* [WORK ORDER]: What lines below contain the string "TransformEntry"? List them all.
····················
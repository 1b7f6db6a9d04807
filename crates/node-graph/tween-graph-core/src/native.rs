//! Native configs: serializable per-node descriptors referencing other
//! nodes by numeric tag. A whole graph exported in topological order can be
//! rebuilt in another context with [`NodeGraph::import_configs`].

use hashbrown::HashMap;
use indexmap::IndexMap;
use serde::{Deserialize, Serialize};
use tween_api_core::Value;
use tween_color_core::Rgba;
use tween_easing_core::Easing;
use tween_interp_core::{ColorSpace, Extrapolation, InterpolationConfig, OutputRange};

use crate::animation::AnimationConfig;
use crate::error::GraphError;
use crate::graph::NodeGraph;
use crate::ids::{AnimationId, NodeId};
use crate::nodes::{InterpolationNode, NodeKind, StyleValue, TransformEntry, TransformValue};
use crate::topo::topo_order;

/// How a native interpolation's output range is encoded.
#[derive(Clone, Copy, Debug, PartialEq, Eq, Serialize, Deserialize)]
#[serde(rename_all = "lowercase")]
pub enum OutputType {
    /// Numbers are platform colors packed `0xAARRGGBB`.
    Color,
    /// Strings with embedded numbers.
    String,
}

#[derive(Clone, Debug, PartialEq, Serialize, Deserialize)]
#[serde(tag = "type", rename_all = "lowercase", rename_all_fields = "camelCase")]
pub enum NativeTransform {
    Animated { property: String, node_tag: u64 },
    Static { property: String, value: Value },
}

#[derive(Clone, Debug, PartialEq, Serialize, Deserialize)]
#[serde(tag = "type", rename_all = "lowercase", rename_all_fields = "camelCase")]
pub enum NativeConfig {
    Value {
        value: f64,
        offset: f64,
    },
    Interpolation {
        /// Tag of the interpolated node.
        input: u64,
        input_range: Vec<f64>,
        output_range: OutputRange,
        #[serde(default, skip_serializing_if = "Option::is_none")]
        output_type: Option<OutputType>,
        extrapolate_left: Extrapolation,
        extrapolate_right: Extrapolation,
        #[serde(default, skip_serializing_if = "Option::is_none")]
        easing: Option<Easing>,
        #[serde(default, skip_serializing_if = "Option::is_none")]
        color_space: Option<ColorSpace>,
    },
    Addition {
        input: [u64; 2],
    },
    Subtraction {
        input: [u64; 2],
    },
    Multiplication {
        input: [u64; 2],
    },
    Division {
        input: [u64; 2],
    },
    Modulus {
        input: u64,
        modulus: f64,
    },
    Diffclamp {
        input: u64,
        min: f64,
        max: f64,
    },
    Transform {
        transforms: Vec<NativeTransform>,
    },
    Tracking {
        #[serde(default, skip_serializing_if = "Option::is_none")]
        animation_id: Option<AnimationId>,
        /// Tag of the followed node.
        to_value: u64,
        /// Tag of the animated value node.
        value: u64,
        animation_config: AnimationConfig,
    },
    /// Only top-level node entries are carried.
    Style {
        style: IndexMap<String, u64>,
    },
    Props {
        props: IndexMap<String, u64>,
    },
    Color {
        r: u64,
        g: u64,
        b: u64,
        a: u64,
        #[serde(default, skip_serializing_if = "Option::is_none")]
        native_color: Option<u32>,
    },
}

impl NativeConfig {
    /// Tags this config depends on.
    pub fn inputs(&self) -> Vec<u64> {
        match self {
            NativeConfig::Value { .. } => Vec::new(),
            NativeConfig::Interpolation { input, .. }
            | NativeConfig::Modulus { input, .. }
            | NativeConfig::Diffclamp { input, .. } => vec![*input],
            NativeConfig::Addition { input }
            | NativeConfig::Subtraction { input }
            | NativeConfig::Multiplication { input }
            | NativeConfig::Division { input } => input.to_vec(),
            NativeConfig::Transform { transforms } => transforms
                .iter()
                .filter_map(|t| match t {
                    NativeTransform::Animated { node_tag, .. } => Some(*node_tag),
                    NativeTransform::Static { .. } => None,
                })
                .collect(),
            NativeConfig::Tracking { to_value, value, .. } => vec![*to_value, *value],
            NativeConfig::Style { style: tags } | NativeConfig::Props { props: tags } => {
                tags.values().copied().collect()
            }
            NativeConfig::Color { r, g, b, a, .. } => vec![*r, *g, *b, *a],
        }
    }
}

fn top_level_tags(map: &IndexMap<String, StyleValue>) -> IndexMap<String, u64> {
    map.iter()
        .filter_map(|(k, v)| match v {
            StyleValue::Node(id) => Some((k.clone(), id.tag())),
            _ => None,
        })
        .collect()
}

/// `0xAARRGGBB` to `rgba(R, G, B, A)`.
fn argb_to_rgba_text(argb: f64) -> String {
    Rgba::from_packed((argb as u32).rotate_left(8)).to_rgba_string()
}

impl NodeGraph {
    /// Numeric tag of a live node.
    pub fn node_tag(&self, id: NodeId) -> Result<u64, GraphError> {
        self.entry(id)?;
        Ok(id.tag())
    }

    pub fn native_config(&self, id: NodeId) -> Result<NativeConfig, GraphError> {
        let config = match &self.entry(id)?.kind {
            NodeKind::Value(v) => NativeConfig::Value {
                value: v.value,
                offset: v.offset,
            },
            NodeKind::Interpolation(n) => self.interpolation_native(n),
            NodeKind::Addition([a, b]) => NativeConfig::Addition {
                input: [a.tag(), b.tag()],
            },
            NodeKind::Subtraction([a, b]) => NativeConfig::Subtraction {
                input: [a.tag(), b.tag()],
            },
            NodeKind::Multiplication([a, b]) => NativeConfig::Multiplication {
                input: [a.tag(), b.tag()],
            },
            NodeKind::Division(d) => NativeConfig::Division {
                input: [d.input[0].tag(), d.input[1].tag()],
            },
            NodeKind::Modulo { input, modulus } => NativeConfig::Modulus {
                input: input.tag(),
                modulus: *modulus,
            },
            NodeKind::DiffClamp(d) => NativeConfig::Diffclamp {
                input: d.input.tag(),
                min: d.min,
                max: d.max,
            },
            NodeKind::Transform(entries) => NativeConfig::Transform {
                transforms: entries
                    .iter()
                    .map(|e| match &e.value {
                        TransformValue::Node(n) => NativeTransform::Animated {
                            property: e.property.clone(),
                            node_tag: n.tag(),
                        },
                        TransformValue::Static(v) => NativeTransform::Static {
                            property: e.property.clone(),
                            value: v.clone(),
                        },
                    })
                    .collect(),
            },
            NodeKind::Tracking(t) => NativeConfig::Tracking {
                animation_id: self.value_node(t.value).ok().and_then(|v| v.animation),
                to_value: t.parent.tag(),
                value: t.value.tag(),
                animation_config: t.config.clone(),
            },
            NodeKind::Style(style) => NativeConfig::Style {
                style: top_level_tags(style),
            },
            NodeKind::Props(p) => NativeConfig::Props {
                props: top_level_tags(&p.props),
            },
            NodeKind::Color(c) => {
                let [r, g, b, a] = c.channels.map(NodeId::tag);
                NativeConfig::Color {
                    r,
                    g,
                    b,
                    a,
                    native_color: c.native,
                }
            }
        };
        Ok(config)
    }

    fn interpolation_native(&self, n: &InterpolationNode) -> NativeConfig {
        let ex = n.config.extrapolation();
        let (output_range, output_type) =
            match (&n.config.output_range, self.native_colors(n)) {
                (_, Some(argb)) => (OutputRange::Numbers(argb), Some(OutputType::Color)),
                (OutputRange::Strings(s), None) => {
                    (OutputRange::Strings(s.clone()), Some(OutputType::String))
                }
                (OutputRange::Numbers(v), None) => (OutputRange::Numbers(v.clone()), None),
            };
        NativeConfig::Interpolation {
            input: n.parent.tag(),
            input_range: n.config.input_range.clone(),
            output_range,
            output_type,
            extrapolate_left: ex.extrapolate_left,
            extrapolate_right: ex.extrapolate_right,
            easing: n.config.easing.clone(),
            color_space: n.color_space,
        }
    }

    /// Output stops as platform colors, when every stop is a color.
    fn native_colors(&self, n: &InterpolationNode) -> Option<Vec<f64>> {
        let parser = self.ctx.colors();
        let packed: Option<Vec<u32>> = match &n.config.output_range {
            OutputRange::Strings(s) => s.iter().map(|t| parser.normalize(t.as_str())).collect(),
            OutputRange::Numbers(v) if n.color_space.is_some() => {
                v.iter().map(|c| parser.normalize(*c)).collect()
            }
            OutputRange::Numbers(_) => None,
        };
        packed.map(|p| {
            p.into_iter()
                .map(|c| Rgba::from_packed(c).to_argb() as f64)
                .collect()
        })
    }

    /// Every node's config, inputs before dependents.
    pub fn export_configs(&self) -> Result<Vec<(u64, NativeConfig)>, GraphError> {
        let nodes: Vec<(NodeId, Vec<NodeId>)> = self
            .nodes
            .iter()
            .map(|(id, entry)| (id, entry.kind.parents().to_vec()))
            .collect();
        topo_order(&nodes)?
            .into_iter()
            .map(|id| Ok((id.tag(), self.native_config(id)?)))
            .collect()
    }

    /// Build nodes from configs (in any order) and return the mapping from
    /// incoming tags to the new handles. On error nothing is kept.
    pub fn import_configs(
        &mut self,
        configs: &[(u64, NativeConfig)],
    ) -> Result<HashMap<u64, NodeId>, GraphError> {
        let mut by_tag: HashMap<u64, &NativeConfig> = HashMap::with_capacity(configs.len());
        for (tag, config) in configs {
            if by_tag.insert(*tag, config).is_some() {
                return Err(GraphError::DuplicateTag(*tag));
            }
        }
        let mut deps = Vec::with_capacity(configs.len());
        for (tag, config) in configs {
            let inputs = config.inputs();
            if let Some(missing) = inputs.iter().find(|t| !by_tag.contains_key(*t)) {
                return Err(GraphError::UnknownTag(*missing));
            }
            deps.push((*tag, inputs));
        }

        let mut created: HashMap<u64, NodeId> = HashMap::with_capacity(configs.len());
        for tag in topo_order(&deps)? {
            let Some(config) = by_tag.get(&tag).copied() else {
                continue;
            };
            match self.build_from_config(config, &created) {
                Ok(id) => {
                    created.insert(tag, id);
                }
                Err(err) => {
                    self.discard(created.values().copied());
                    return Err(err);
                }
            }
        }
        log::debug!("imported {} nodes", created.len());
        Ok(created)
    }

    fn build_from_config(
        &mut self,
        config: &NativeConfig,
        created: &HashMap<u64, NodeId>,
    ) -> Result<NodeId, GraphError> {
        let node = |tag: u64| created.get(&tag).copied().ok_or(GraphError::UnknownTag(tag));
        let id = match config {
            NativeConfig::Value { value, offset } => {
                let id = self.create_value(*value);
                self.set_offset(id, *offset)?;
                id
            }
            NativeConfig::Interpolation {
                input,
                input_range,
                output_range,
                output_type,
                extrapolate_left,
                extrapolate_right,
                easing,
                color_space,
            } => {
                let output_range = match (output_type, output_range) {
                    (Some(OutputType::Color), OutputRange::Numbers(argb)) => {
                        OutputRange::Strings(argb.iter().map(|c| argb_to_rgba_text(*c)).collect())
                    }
                    (_, range) => range.clone(),
                };
                let mut cfg = InterpolationConfig::new(input_range.clone(), output_range)
                    .with_extrapolate_left(*extrapolate_left)
                    .with_extrapolate_right(*extrapolate_right);
                cfg.easing = easing.clone();
                match color_space {
                    Some(space) => self.create_color_interpolation(node(*input)?, cfg, *space)?,
                    None => self.create_interpolation(node(*input)?, cfg)?,
                }
            }
            NativeConfig::Addition { input: [a, b] } => self.create_addition(node(*a)?, node(*b)?)?,
            NativeConfig::Subtraction { input: [a, b] } => {
                self.create_subtraction(node(*a)?, node(*b)?)?
            }
            NativeConfig::Multiplication { input: [a, b] } => {
                self.create_multiplication(node(*a)?, node(*b)?)?
            }
            NativeConfig::Division { input: [a, b] } => self.create_division(node(*a)?, node(*b)?)?,
            NativeConfig::Modulus { input, modulus } => self.create_modulo(node(*input)?, *modulus)?,
            NativeConfig::Diffclamp { input, min, max } => {
                self.create_diff_clamp(node(*input)?, *min, *max)?
            }
            NativeConfig::Transform { transforms } => {
                let entries = transforms
                    .iter()
                    .map(|t| match t {
                        NativeTransform::Animated { property, node_tag } => {
                            Ok(TransformEntry::animated(property.clone(), node(*node_tag)?))
                        }
                        NativeTransform::Static { property, value } => {
                            Ok(TransformEntry::fixed(property.clone(), value.clone()))
                        }
                    })
                    .collect::<Result<Vec<_>, GraphError>>()?;
                self.create_transform(entries)?
            }
            NativeConfig::Tracking {
                to_value,
                value,
                animation_config,
                ..
            } => self.create_tracking(node(*to_value)?, node(*value)?, animation_config.clone())?,
            NativeConfig::Style { style } => {
                let style = style
                    .iter()
                    .map(|(k, tag)| Ok((k.clone(), StyleValue::Node(node(*tag)?))))
                    .collect::<Result<IndexMap<_, _>, GraphError>>()?;
                self.create_style(style)?
            }
            NativeConfig::Props { props } => {
                let props = props
                    .iter()
                    .map(|(k, tag)| Ok((k.clone(), StyleValue::Node(node(*tag)?))))
                    .collect::<Result<IndexMap<_, _>, GraphError>>()?;
                self.create_props(props, None)?
            }
            NativeConfig::Color {
                r,
                g,
                b,
                a,
                native_color,
            } => self.create_color_from_channels(
                [node(*r)?, node(*g)?, node(*b)?, node(*a)?],
                *native_color,
            )?,
        };
        Ok(id)
    }
}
····················
* [REPLY]:
use crate::nodes::{InterpolationNode, NodeKind, StyleValue, TransformEntry, TransformValue};
                            Ok(TransformEntry::animated(property.clone(), node(*node_tag)?))
                            Ok(TransformEntry::fixed(property.clone(), value.clone()))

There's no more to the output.